A government-sponsored “public option” for health care lives, though it may be more attractive to skeptics if it goes by a different moniker, House Speaker Nancy Pelosi said Monday.
In an appearance at a Florida senior center, the Democratic leader referred to the so-called public option as “the consumer option.” Rep. Debbie Wasserman Schultz, D-Fla., appeared by Pelosi’s side and used the term “competitive option.”
Both suggested new terminology might get them past any lingering doubts among the public—or consumers or competitors.

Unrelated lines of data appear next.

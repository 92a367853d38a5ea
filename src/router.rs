//! Label-to-handler dispatch (§4.G.1, §7 `MissingRoute`). The crawler
//! looks up a request's `label` in the router; if no handler matches and
//! no default is registered, the request terminal-fails with
//! `CrawlError::MissingRoute`, while other requests continue.

use std::collections::HashMap;
use std::future::Future;
use std::pin::Pin;
use std::sync::Arc;

use tokio::sync::Mutex;

use crate::errors::CrawlError;
use crate::request::Request;
use crate::session::Session;

/// `session` is shared (not a plain owned copy) so that a handler's own
/// cookie-jar mutations — e.g. from following a redirect itself — are
/// visible to the dispatch loop once the handler returns, instead of being
/// dropped along with the handler's local copy.
pub struct HandlerContext {
    pub request: Request,
    pub session: Arc<Mutex<Session>>,
}

pub type HandlerResult = Pin<Box<dyn Future<Output = Result<(), CrawlError>> + Send>>;
pub type RequestHandler = Arc<dyn Fn(HandlerContext) -> HandlerResult + Send + Sync>;

#[derive(Clone)]
pub struct Router {
    routes: HashMap<String, RequestHandler>,
    default: Option<RequestHandler>,
}

impl Default for Router {
    fn default() -> Self {
        Router::new()
    }
}

impl Router {
    pub fn new() -> Self {
        Router {
            routes: HashMap::new(),
            default: None,
        }
    }

    pub fn add_handler(&mut self, label: impl Into<String>, handler: RequestHandler) {
        self.routes.insert(label.into(), handler);
    }

    pub fn set_default_handler(&mut self, handler: RequestHandler) {
        self.default = Some(handler);
    }

    /// Resolves the handler for a request's `label`, falling back to the
    /// default handler. Returns `MissingRoute` when neither exists.
    pub fn resolve(&self, request: &Request) -> Result<RequestHandler, CrawlError> {
        if let Some(label) = &request.label {
            if let Some(handler) = self.routes.get(label) {
                return Ok(handler.clone());
            }
        }
        self.default
            .clone()
            .ok_or_else(|| CrawlError::MissingRoute(request.label.clone().unwrap_or_default()))
    }
}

Robert Samuelson has a re-branding for it:
The promise of the public plan is a mirage. Its political brilliance is to use free-market rhetoric (more “choice” and “competition”) to expand government power. But why would a plan tied to Medicare control health spending, when Medicare hasn’t? From 1970 to 2007, Medicare spending per beneficiary rose 9.2 percent annually compared to the 10.4 percent of private insurers — and the small difference partly reflects cost shifting. Congress periodically improves Medicare benefits, and there’s a limit to how much squeezing reimbursement rates can check costs. Doctors and hospitals already complain that low payments limit services or discourage physicians from taking Medicare patients.
Even Hacker concedes that without reimbursement rates close to Medicare’s, the public plan would founder. If it had to “negotiate rates directly with providers” — do what private insurers do — the public plan could have “a very hard time” making inroads, he writes. Hacker opposes such weakened versions of the public plan.
Mirage is pretty good. Read the whole thing. It’s important to understand that the “public option” is the invention of a political scientist. Not an economist, not a medical specialist.
A political scientist.
We here at the Crabitat have several favorite expressions for health care “reform” in general and for the “public option specifically. There’s “government waste”, “bureaucracy run amok”, “crap” and a host of others that won’t pass the standards we try to keep here.
So we’ll go with a clarification of Samuelson’s term. It is not precisely a mirage.
It is more properly a fraud.
Get calling folks. Stop this before it stops our economy.